Saturday, November 19, 2011

Reasons for NPs to Blog | Nurse Practitioner Blog

Hope everyone had a wonderful Nurse Practitioner Week! I came across Stephen's entry about NP blogging and had to agree wholeheartedly! I also didn't see that many NP blogs so I started one myself. It has been an interesting journey from a student to a Novice and onto a more experienced NP. I won't say expert though as I am sure that I have room for improvement. Click on the link and see what he says about his start in the blogging world.
Reasons for NPs to Blog | Nurse Practitioner Blog

2 comments:

  1. I agree. I would love to read more about NP's experiences. Maybe one percent of the blogs I read pertaining to health and disease comes from nurses. As a student myself (I start my MSN/Ed next week), I hope to blog more but the fact is I am a contrarian (not by choice but by experience).
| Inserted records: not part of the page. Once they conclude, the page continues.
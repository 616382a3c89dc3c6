//! Room State Store: the single owner of all ephemeral coordination state.
//!
//! Rooms (online users + typing entries), live sessions and typing timers sit
//! behind one async mutex. Every read-modify-write, including the snapshot
//! published after it, happens while that lock is held, so concurrent joins,
//! leaves and timer expiries on the same room never interleave.

use std::collections::{HashMap, HashSet};

use tokio::{
    sync::{Mutex, MutexGuard},
    task::AbortHandle,
};

use crate::domain::{
    ConnectionId, ConversationId, RoomSnapshot, RoomState, TypingEntry, TypingKey, UserId,
};

/// Ownership link between one live connection and one verified user
#[derive(Debug, Clone, PartialEq, Eq)]
pub struct Session {
    pub connection_id: ConnectionId,
    pub user_id: UserId,
    /// Conversations this connection has joined
    pub joined: HashSet<ConversationId>,
}

impl Session {
    pub fn new(connection_id: ConnectionId, user_id: UserId) -> Self {
        Self {
            connection_id,
            user_id,
            joined: HashSet::new(),
        }
    }
}

/// Cheap handle identifying a session, held by the transport
#[derive(Debug, Clone, PartialEq, Eq)]
pub struct SessionHandle {
    pub connection_id: ConnectionId,
    pub user_id: UserId,
}

#[derive(Debug)]
struct TypingTimer {
    generation: u64,
    handle: AbortHandle,
}

#[derive(Debug, Default)]
pub struct PresenceTable {
    rooms: HashMap<ConversationId, RoomState>,
    sessions: HashMap<ConnectionId, Session>,
    timers: HashMap<TypingKey, TypingTimer>,
    next_generation: u64,
}

impl PresenceTable {
    /// Room state, created on first reference
    pub fn room_mut(&mut self, conversation_id: &ConversationId) -> &mut RoomState {
        self.rooms.entry(conversation_id.clone()).or_default()
    }

    pub fn room_mut_if_exists(&mut self, conversation_id: &ConversationId) -> Option<&mut RoomState> {
        self.rooms.get_mut(conversation_id)
    }

    pub fn room(&self, conversation_id: &ConversationId) -> Option<&RoomState> {
        self.rooms.get(conversation_id)
    }

    pub fn snapshot(&self, conversation_id: &ConversationId) -> RoomSnapshot {
        match self.rooms.get(conversation_id) {
            Some(room) => room.snapshot(conversation_id),
            None => RoomState::new().snapshot(conversation_id),
        }
    }

    pub fn open_session(&mut self, session: Session) {
        self.sessions.insert(session.connection_id, session);
    }

    pub fn close_session(&mut self, connection_id: &ConnectionId) -> Option<Session> {
        self.sessions.remove(connection_id)
    }

    pub fn session(&self, connection_id: &ConnectionId) -> Option<&Session> {
        self.sessions.get(connection_id)
    }

    pub fn session_mut(&mut self, connection_id: &ConnectionId) -> Option<&mut Session> {
        self.sessions.get_mut(connection_id)
    }

    /// Connections of `user_id` that have joined `conversation_id`, sorted
    pub fn joined_connections(
        &self,
        user_id: &UserId,
        conversation_id: &ConversationId,
    ) -> Vec<ConnectionId> {
        let mut connections: Vec<ConnectionId> = self
            .sessions
            .values()
            .filter(|s| &s.user_id == user_id && s.joined.contains(conversation_id))
            .map(|s| s.connection_id)
            .collect();
        connections.sort();
        connections
    }

    /// Whether the user still has any live session
    pub fn has_session_for(&self, user_id: &UserId) -> bool {
        self.sessions.values().any(|s| &s.user_id == user_id)
    }

    pub fn session_count(&self) -> usize {
        self.sessions.len()
    }

    /// Reserve the generation number for a timer about to be installed
    pub fn next_generation(&mut self) -> u64 {
        self.next_generation += 1;
        self.next_generation
    }

    /// Record the timer for `key`. Any previous timer must be cancelled first.
    pub fn install_timer(&mut self, key: TypingKey, generation: u64, handle: AbortHandle) {
        if let Some(stale) = self.timers.insert(key, TypingTimer { generation, handle }) {
            stale.handle.abort();
        }
    }

    /// Abort and forget the timer for `key`
    pub fn cancel_timer(&mut self, key: &TypingKey) -> bool {
        match self.timers.remove(key) {
            Some(timer) => {
                timer.handle.abort();
                true
            }
            None => false,
        }
    }

    /// Claim the timer for `key` on behalf of the firing task.
    ///
    /// Succeeds only if the timer is still the one with `generation`; a timer
    /// that was cancelled or replaced gets `false` and must do nothing.
    pub fn claim_expired_timer(&mut self, key: &TypingKey, generation: u64) -> bool {
        match self.timers.get(key) {
            Some(timer) if timer.generation == generation => {
                self.timers.remove(key);
                true
            }
            _ => false,
        }
    }

    pub fn has_timer(&self, key: &TypingKey) -> bool {
        self.timers.contains_key(key)
    }

    /// Cancel the timer and remove the typing entry together
    pub fn clear_typing(&mut self, key: &TypingKey) -> Option<TypingEntry> {
        self.cancel_timer(key);
        self.rooms
            .get_mut(&key.conversation_id)
            .and_then(|room| room.clear_typing(&key.user_id))
    }
}

#[derive(Debug, Default)]
pub struct RoomStateStore {
    table: Mutex<PresenceTable>,
}

impl RoomStateStore {
    pub fn new() -> Self {
        Self::default()
    }

    /// Lock the whole table for an atomic read-modify-write
    pub async fn lock(&self) -> MutexGuard<'_, PresenceTable> {
        self.table.lock().await
    }

    pub async fn snapshot(&self, conversation_id: &ConversationId) -> RoomSnapshot {
        self.table.lock().await.snapshot(conversation_id)
    }

    pub async fn is_online(&self, conversation_id: &ConversationId, user_id: &UserId) -> bool {
        self.table
            .lock()
            .await
            .room(conversation_id)
            .is_some_and(|room| room.is_online(user_id))
    }

    pub async fn is_typing(&self, conversation_id: &ConversationId, user_id: &UserId) -> bool {
        self.table
            .lock()
            .await
            .room(conversation_id)
            .is_some_and(|room| room.typing_entry(user_id).is_some())
    }

    pub async fn session_count(&self) -> usize {
        self.table.lock().await.session_count()
    }
}

#[cfg(test)]
mod tests {
    use super::*;

    fn key() -> TypingKey {
        TypingKey::new(
            UserId::new("alice".to_string()).unwrap(),
            ConversationId::new("c1".to_string()).unwrap(),
        )
    }

    fn idle_handle() -> AbortHandle {
        tokio::spawn(std::future::pending::<()>()).abort_handle()
    }

    #[tokio::test]
    async fn test_claim_rejects_replaced_timer() {
        // テスト項目: 置き換えられた古いタイマーは期限切れ処理を取得できない
        // given (前提条件):
        let store = RoomStateStore::new();
        let mut table = store.lock().await;
        let first = table.next_generation();
        table.install_timer(key(), first, idle_handle());
        let second = table.next_generation();
        table.cancel_timer(&key());
        table.install_timer(key(), second, idle_handle());

        // when (操作):
        let stale_claim = table.claim_expired_timer(&key(), first);
        let live_claim = table.claim_expired_timer(&key(), second);

        // then (期待する結果):
        assert!(!stale_claim);
        assert!(live_claim);
        assert!(!table.has_timer(&key()));
    }

    #[tokio::test]
    async fn test_claim_after_cancel_is_noop() {
        // テスト項目: キャンセル後に発火したタイマーは何もしない
        // given (前提条件):
        let store = RoomStateStore::new();
        let mut table = store.lock().await;
        let generation = table.next_generation();
        table.install_timer(key(), generation, idle_handle());

        // when (操作):
        table.cancel_timer(&key());
        let claimed = table.claim_expired_timer(&key(), generation);

        // then (期待する結果):
        assert!(!claimed);
    }

    #[tokio::test]
    async fn test_snapshot_of_unknown_room_is_empty() {
        // テスト項目: 未知のルームのスナップショットは空で、ルームは作られない
        // given (前提条件):
        let store = RoomStateStore::new();
        let conversation = ConversationId::new("nowhere".to_string()).unwrap();

        // when (操作):
        let snapshot = store.snapshot(&conversation).await;

        // then (期待する結果):
        assert!(snapshot.online_users.is_empty());
        assert!(snapshot.typing_users.is_empty());
        assert!(store.lock().await.room(&conversation).is_none());
    }
}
Here is an example:

    I have lost 135 pounds over the last year and a half and did it by increasing my fat intake to 50-75% of calories with no exercise (think about the peripheral and central hormonal impact for a moment). I do exercise for health reasons and body composition, not for weight loss. My health parameters have greatly improved reversing HTN, prediabetes, asthma, allergies, GERD, GI problems, arrhythmias, sleep apnea, osteoarthritis, and of other maladies. One thing I noticed this week. At 47 years, I no longer have any chronic aches or pains.

    Most nurses will not agree with a great deal of what I write but if it makes them think, perhaps it is one more chip in the (iatrogenic) wall. I suspect we, the healthcare system, may be the number one killer in the U.S.

    We as nurses (across the spectrum of education) need to look at our current practices with a jaundiced eye. Unfortunately, we are not much more healthy than the population we serve. This needs to change. We need to provide (and model) a genuine understanding of a preventive lifestyle. This requires rethinking our understanding of everything we know and practice as appropriate treatment. Viewing a patient's condition etiologically rather than symptomatically is the primary treatment shift that needs to occur. Will this happen? With some of us it will.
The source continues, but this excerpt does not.